■ **ACTIVITY**:
Where does the word "typetree" appear in the data? Copy every line that holds it.

■ **EXTRACTED MATERIAL**:

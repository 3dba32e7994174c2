use std::io::Cursor;

use tracing::{debug, trace};

use crate::error::{Error, Result};
use crate::reader::BinaryReader;
use crate::typetree::{FieldDef, TypeTable};
use crate::value::Value;

/// Defensive upper bound on the object table: no known asset carries this
/// many top-level objects.
const MAX_OBJECT_COUNT: u32 = 2048;

/// Defensive upper bound on a single array's declared length.
const MAX_ARRAY_LEN: u32 = 10_000_000;

/// One row of the object table: where an object's bytes live and which
/// type code describes its shape. `t2` and `unk` are carried through
/// unchanged; nothing in this crate interprets them.
#[derive(Debug, Clone, Copy)]
pub struct ObjectEntry {
    pub path_id: u64,
    pub offset: u32,
    pub size: u32,
    pub type_code: u32,
    pub t2: u16,
    pub unk: u8,
}

/// An unfulfilled object: everything needed to decode it, without having
/// done so yet. Fulfilling the same promise twice yields equal values
/// (decoding is pure over the backing buffer).
pub struct Promise<'a> {
    pub path_id: u64,
    pub type_code: u32,
    pub type_name: String,
    entry: ObjectEntry,
    asset: &'a Asset,
}

impl<'a> Promise<'a> {
    /// Renders `path_id` as a hexadecimal string, the form this format
    /// displays object identities in (mirrors `hex(pathId)` in
    /// `original_source/assetbundle.py`'s `decode_data`).
    pub fn path_id_hex(&self) -> String {
        format!("{:#x}", self.path_id)
    }

    /// Decodes this object's bytes against its type tree.
    pub fn fulfill(&self) -> Result<Value> {
        let root = self
            .asset
            .type_table
            .get(&self.entry.type_code)
            .ok_or(Error::UnknownTypeCode {
                type_code: self.entry.type_code,
            })?;

        let start = self.asset.data_offset as usize + self.entry.offset as usize;
        let end = start + self.entry.size as usize;
        let slice = self
            .asset
            .buffer
            .get(start..end)
            .ok_or(Error::UnexpectedEof {
                offset: start as u64,
                wanted: self.entry.size as usize,
            })?;

        let mut reader = BinaryReader::new(Cursor::new(slice.to_vec()));
        decode_node(&mut reader, root)
    }
}

/// A fully parsed asset: its header fields, its type-tree schema, the
/// object table as unfulfilled [`Promise`]s, and the owned byte buffer
/// every promise borrows from. Owning the buffer (rather than borrowing
/// the original source) is what lets promises outlive the envelope that
/// produced them.
pub struct Asset {
    pub table_size: u32,
    pub data_end: u32,
    pub file_generation: u32,
    pub data_offset: u32,
    pub version: String,
    pub platform: u32,
    pub type_table: TypeTable,
    pub are_defs: u8,
    entries: Vec<ObjectEntry>,
    buffer: Vec<u8>,
}

impl Asset {
    /// Parses a full asset stream: the fixed header, the type-tree schema,
    /// and the object table. `buffer` becomes the owned backing store every
    /// [`Promise`] decodes against, so callers must hand in a stream that
    /// already starts at this asset's own origin (a fresh slurp per asset,
    /// not a shared cursor into a larger container).
    pub fn read(reader: &mut BinaryReader<Cursor<Vec<u8>>>, buffer: Vec<u8>) -> Result<Self> {
        let table_size = reader.read_u32_be()?;
        let data_end = reader.read_u32_be()?;
        let file_generation = reader.read_u32_be()?;
        let data_offset = reader.read_u32_be()?;
        let _reserved = reader.read_bytes(4)?;
        let version = reader.read_cstring()?;
        let platform = reader.read_u32_le()?;

        let (are_defs, type_table) = crate::typetree::read_schema(reader)?;

        Self::parse(
            table_size,
            data_end,
            file_generation,
            data_offset,
            version,
            platform,
            are_defs,
            type_table,
            reader,
            buffer,
        )
    }

    /// Parses the object table given an already-resolved header and
    /// type-tree schema. Split out from [`Asset::read`] so tests can feed
    /// a schema directly without re-deriving header bytes.
    pub fn parse(
        table_size: u32,
        data_end: u32,
        file_generation: u32,
        data_offset: u32,
        version: String,
        platform: u32,
        are_defs: u8,
        type_table: TypeTable,
        reader: &mut BinaryReader<Cursor<Vec<u8>>>,
        buffer: Vec<u8>,
    ) -> Result<Self> {
        let object_count = reader.read_u32_le()?;
        if object_count >= MAX_OBJECT_COUNT {
            return Err(Error::SanityBound {
                what: "object_count",
                value: object_count as u64,
                bound: MAX_OBJECT_COUNT as u64,
            });
        }

        let mut entries = Vec::with_capacity(object_count as usize);
        for _ in 0..object_count {
            reader.align(4)?;
            let path_id = reader.read_u64_le()?;
            let offset = reader.read_u32_le()?;
            let size = reader.read_u32_le()?;
            let type_code = reader.read_u32_le()?;
            let t2 = reader.read_u16_le()?;
            let _reserved = reader.read_bytes(2)?;
            let unk = reader.read_u8()?;
            // The type code must resolve against the schema right away: a
            // Promise's type_name comes from its root FieldDef, so an
            // unknown code can't wait until fulfill time to surface.
            if !type_table.contains_key(&type_code) {
                return Err(Error::UnknownTypeCode { type_code });
            }
            entries.push(ObjectEntry {
                path_id,
                offset,
                size,
                type_code,
                t2,
                unk,
            });
        }
        debug!(count = entries.len(), "parsed object table");

        Ok(Asset {
            table_size,
            data_end,
            file_generation,
            data_offset,
            version,
            platform,
            type_table,
            are_defs,
            entries,
            buffer,
        })
    }

    /// Yields a [`Promise`] per object-table entry, in table order. Every
    /// entry's type code was already checked against the schema in
    /// [`Asset::parse`], so the lookup here cannot fail.
    pub fn promises(&self) -> impl Iterator<Item = Promise<'_>> + '_ {
        self.entries.iter().map(move |entry| Promise {
            path_id: entry.path_id,
            type_code: entry.type_code,
            type_name: self.type_table[&entry.type_code].type_name.clone(),
            entry: *entry,
            asset: self,
        })
    }

    pub fn object_count(&self) -> usize {
        self.entries.len()
    }
}

/// Decodes a value from `reader` per `def`'s shape: array, record, or leaf.
fn decode_node(reader: &mut BinaryReader<Cursor<Vec<u8>>>, def: &FieldDef) -> Result<Value> {
    if def.is_array {
        decode_array(reader, def)
    } else if !def.children.is_empty() {
        decode_record(reader, def)
    } else {
        decode_leaf(reader, def)
    }
}

fn decode_array(reader: &mut BinaryReader<Cursor<Vec<u8>>>, def: &FieldDef) -> Result<Value> {
    // Array nodes carry their own length-then-element shape: a size child
    // (always present, always an int) followed by the element FieldDef.
    // The size child is decoded through the normal node path (not read
    // directly) so it gets the same pre-leaf alignment as any other leaf.
    let size_child = def
        .children
        .first()
        .ok_or_else(|| Error::MalformedSchema {
            reason: format!("array field {:?} has no size child", def.name),
        })?;
    let elem_def = def.children.get(1).ok_or_else(|| Error::MalformedSchema {
        reason: format!("array field {:?} has no element child", def.name),
    })?;

    let len = match decode_node(reader, size_child)? {
        Value::I32(v) => v as u32,
        Value::U32(v) => v,
        Value::I64(v) => v as u32,
        Value::U64(v) => v as u32,
        other => {
            return Err(Error::MalformedSchema {
                reason: format!("array size child decoded to non-integer value {other:?}"),
            })
        }
    };
    if len >= MAX_ARRAY_LEN {
        return Err(Error::SanityBound {
            what: "array length",
            value: len as u64,
            bound: MAX_ARRAY_LEN as u64,
        });
    }

    // Alignment happens only immediately before a leaf read; nothing here
    // re-aligns after the array body.
    let is_byte_like = matches!(elem_def.type_name.as_str(), "UInt8" | "char") && elem_def.is_leaf();
    if is_byte_like {
        let bytes = reader.read_bytes(len as usize)?;
        return Ok(Value::Bytes(bytes));
    }

    let mut items = Vec::with_capacity(len as usize);
    for _ in 0..len {
        items.push(decode_node(reader, elem_def)?);
    }
    Ok(Value::Array(items))
}

fn decode_record(reader: &mut BinaryReader<Cursor<Vec<u8>>>, def: &FieldDef) -> Result<Value> {
    // A record whose sole child is the conventional array-of-char "string"
    // shape (named "Array", per the schema's own naming convention)
    // collapses to that child's value directly: a raw byte blob, not a
    // decoded `Value::String` — this format never interprets string
    // payloads as UTF-8 itself, leaving that to the caller.
    if def.type_name == "string" && def.children.len() == 1 && def.children[0].name == "Array" {
        return decode_node(reader, &def.children[0]);
    }

    let mut fields = Vec::with_capacity(def.children.len());
    for child in &def.children {
        let value = decode_node(reader, child)?;
        fields.push((child.name.clone(), value));
    }
    Ok(Value::Map(fields))
}

fn decode_leaf(reader: &mut BinaryReader<Cursor<Vec<u8>>>, def: &FieldDef) -> Result<Value> {
    let size = def.size.unwrap_or(0);
    reader.align(size.min(4) as u64)?;

    trace!(type_name = %def.type_name, size, "decoding leaf");

    let value = match def.type_name.as_str() {
        "bool" => Value::Bool(reader.read_u8()? != 0),
        "char" => Value::I8(reader.read_i8()?),
        "int" => Value::I32(reader.read_i32_le()?),
        "int64" => Value::I64(reader.read_i64_le()?),
        "float" => Value::F32(reader.read_f32_le()?),
        _ => Value::Bytes(reader.read_bytes(size as usize)?),
    };
    Ok(value)
}

#[cfg(test)]
mod tests {
    use super::*;
    use byteorder::{LittleEndian, WriteBytesExt};
    use std::collections::HashMap;

    fn leaf(name: &str, type_name: &str, size: u32) -> FieldDef {
        FieldDef {
            name: name.to_string(),
            type_name: type_name.to_string(),
            size: Some(size),
            flags: 0,
            is_array: false,
            children: Vec::new(),
        }
    }

    #[test]
    fn decode_record_reads_fields_in_order() {
        let root = FieldDef {
            name: "Base".to_string(),
            type_name: "MonoBehaviour".to_string(),
            size: None,
            flags: 0,
            is_array: false,
            children: vec![leaf("m_Enabled", "bool", 1), leaf("m_Type", "int", 4)],
        };

        let mut bytes = Vec::new();
        bytes.push(1u8);
        bytes.extend_from_slice(&[0u8; 3]); // align to 4
        bytes.write_i32::<LittleEndian>(42).unwrap();

        let mut reader = BinaryReader::new(Cursor::new(bytes));
        let value = decode_node(&mut reader, &root).unwrap();
        let map = value.as_map().unwrap();
        assert_eq!(map[0].0, "m_Enabled");
        assert_eq!(map[0].1, Value::Bool(true));
        assert_eq!(map[1].0, "m_Type");
        assert_eq!(map[1].1, Value::I32(42));
    }

    #[test]
    fn decode_array_of_bytes_collapses_to_bytes_value() {
        let elem = leaf("data", "UInt8", 1);
        let size_field = leaf("size", "int", 4);
        let root = FieldDef {
            name: "m_Data".to_string(),
            type_name: "TypelessData".to_string(),
            size: None,
            flags: 0,
            is_array: true,
            children: vec![size_field, elem],
        };

        let mut bytes = Vec::new();
        bytes.write_u32::<LittleEndian>(3).unwrap();
        bytes.extend_from_slice(&[1, 2, 3]);
        bytes.extend_from_slice(&[0u8]); // align to 4

        let mut reader = BinaryReader::new(Cursor::new(bytes));
        let value = decode_node(&mut reader, &root).unwrap();
        assert_eq!(value.as_bytes().unwrap(), &[1, 2, 3]);
    }

    #[test]
    fn decode_array_rejects_absurd_length() {
        let elem = leaf("x", "int", 4);
        let size_field = leaf("size", "int", 4);
        let root = FieldDef {
            name: "arr".to_string(),
            type_name: "vector".to_string(),
            size: None,
            flags: 0,
            is_array: true,
            children: vec![size_field, elem],
        };
        let mut bytes = Vec::new();
        bytes.write_u32::<LittleEndian>(u32::MAX).unwrap();
        let mut reader = BinaryReader::new(Cursor::new(bytes));
        let err = decode_node(&mut reader, &root).unwrap_err();
        assert!(matches!(err, Error::SanityBound { .. }));
    }

    #[test]
    fn asset_parse_rejects_absurd_object_count() {
        let mut bytes = Vec::new();
        bytes.write_u32::<LittleEndian>(u32::MAX).unwrap();
        let mut reader = BinaryReader::new(Cursor::new(bytes));
        let err = Asset::parse(
            0,
            0,
            0,
            0,
            "2020.3.0f1".to_string(),
            0,
            0,
            HashMap::new(),
            &mut reader,
            Vec::new(),
        )
        .unwrap_err();
        assert!(matches!(err, Error::SanityBound { .. }));
    }

    #[test]
    fn unknown_type_code_fails_while_parsing_the_object_table() {
        let mut bytes = Vec::new();
        bytes.write_u32::<LittleEndian>(1).unwrap(); // object_count
        bytes.write_u64::<LittleEndian>(1).unwrap(); // path_id
        bytes.write_u32::<LittleEndian>(0).unwrap(); // offset
        bytes.write_u32::<LittleEndian>(0).unwrap(); // size
        bytes.write_u32::<LittleEndian>(0xDEAD).unwrap(); // type_code
        bytes.write_u16::<LittleEndian>(0).unwrap(); // t2
        bytes.extend_from_slice(&[0u8; 2]); // reserved
        bytes.push(0); // unk

        let mut reader = BinaryReader::new(Cursor::new(bytes));
        let err = Asset::parse(
            0,
            0,
            0,
            0,
            "2020.3.0f1".to_string(),
            0,
            0,
            HashMap::new(),
            &mut reader,
            Vec::new(),
        )
        .unwrap_err();
        assert!(matches!(err, Error::UnknownTypeCode { type_code: 0xDEAD }));
    }
}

■ **RESULT OF THIS EXERCISE**:
use crate::typetree::{FieldDef, TypeTable};
        let (are_defs, type_table) = crate::typetree::read_schema(reader)?;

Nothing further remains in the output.